The division earned another honorific for its role in the liberation of the city of Kiev:
"KIEV" – 340 Rifle Division (Colonel Zubarev, Iosef Egorovich)... the troops who participated in the liberation of Kiev, by the order of the Supreme High Command of 6 November 1943, and a commendation in Moscow, are given a salute of 24 artillery salvos from 324 guns.
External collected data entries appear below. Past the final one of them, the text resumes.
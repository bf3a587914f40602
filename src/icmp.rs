//! ICMPv4/ICMPv6 echo turnaround (C7). Grounded on `rnet-icmp.c`'s
//! `rnet_icmp_rx`, which rewrites an echo request into its reply in place
//! rather than building a fresh packet.

use crate::error::{DiscardCode, DiscardResult};
use crate::ip::icmpv4_checksum;
use crate::ip::{l4_checksum_ipv6, PROTO_ICMPV6};
use crate::config::{IpAddr, SWAP_SRC_DEST};
use crate::packet::{Packet, PreviousPh};

const ICMP_ECHO_REQUEST: u8 = 8;
const ICMP_ECHO_REPLY: u8 = 0;
const ICMPV6_ECHO_REQUEST: u8 = 128;
const ICMPV6_ECHO_REPLY: u8 = 129;

/// Turn an ICMPv4 echo request around into an echo reply in place. Any
/// other type is silently discarded (not an error the caller logs — just a
/// drop).
pub fn rx_v4(pkt: &mut Packet) -> DiscardResult<bool> {
    if pkt.meta.length < 4 {
        return Err(DiscardCode::IpPacketTooSmall);
    }
    let mut type_code = [0u8; 1];
    pkt.read(0, &mut type_code)?;
    if type_code[0] != ICMP_ECHO_REQUEST {
        return Ok(false);
    }

    pkt.write(0, &[ICMP_ECHO_REPLY])?;
    pkt.write(1, &[0])?;
    pkt.write(2, &[0, 0])?;

    let body = pkt.to_vec();
    let checksum = icmpv4_checksum(&body);
    pkt.write(2, &checksum.to_be_bytes())?;

    pkt.meta.previous_ph = PreviousPh::Icmp;
    pkt.meta.circuit = SWAP_SRC_DEST;
    Ok(true)
}

/// Turn an ICMPv6 echo request around into an echo reply in place, swapping
/// type/checksum; `src`/`dst` are the IPv6 addresses from the packet
/// *before* the swap (the pre-swap source becomes the post-swap
/// destination, so the checksum pseudo-header must use the unswapped pair
/// with src/dst reversed the same way IP Tx will reverse them).
pub fn rx_v6(pkt: &mut Packet, ip_src: &IpAddr, ip_dst: &IpAddr) -> DiscardResult<bool> {
    if pkt.meta.length < 4 {
        return Err(DiscardCode::IpPacketTooSmall);
    }
    let mut type_code = [0u8; 1];
    pkt.read(0, &mut type_code)?;
    if type_code[0] != ICMPV6_ECHO_REQUEST {
        return Ok(false);
    }

    pkt.write(0, &[ICMPV6_ECHO_REPLY])?;
    pkt.write(1, &[0])?;
    pkt.write(2, &[0, 0])?;

    let body = pkt.to_vec();
    // Reply travels dst -> src, so the pseudo-header source/destination are
    // the swap of what was received.
    let checksum = l4_checksum_ipv6(ip_dst, ip_src, PROTO_ICMPV6, &body);
    pkt.write(2, &checksum.to_be_bytes())?;

    pkt.meta.previous_ph = PreviousPh::Icmpv6;
    pkt.meta.circuit = SWAP_SRC_DEST;
    Ok(true)
}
From November 1943 - February 1944, the division was back in 40th Army, and took part in the liberation of Belaya Tserkov on January 4, 1944. On the same day the division was further recognized for its services with the award of the Order of the Red Banner. On January 27 the 340th came under the command of Col. Ivan Dmitrievich Dryakhlov, but he was replaced at the end of April by Maj. Gen. Viktor Lvovich Makhlinovsky. From March until July the division was in the 106th Rifle Corps of 60th Army, then returned to 38th Army, where it served in both 52nd and 67th Rifle Corps; it moved between these two Corps for the duration. On September 5, Maj. Gen. Fyodor Nazarovich Parkhomenko took command of the division, a post he would hold for the duration of the war. In November, 38th Army was assigned to 4th Ukrainian Front, and the 340th remained in this Front for the duration, moving to 1st Guards Army in March 1945, when 67th Rifle Corps was transferred. On April 5 the division was awarded the Order of Kutuzov, 2nd Class, in recognition of its role in the liberation of the village of Belsko.

==Postwar==
The men and women of the division ended the war with the full title of 340th Rifle, Sumy-Kiev, Order of the Red Banner, Order of Suvorov, Order of Kutuzov Division (Russian: 340-я стрелковая Сумско-Киевская Краснознамённая орденов Суворова и Кутузова дивизия). The division was disbanded "in place" during the summer of 1945 with the Northern Group of Forces.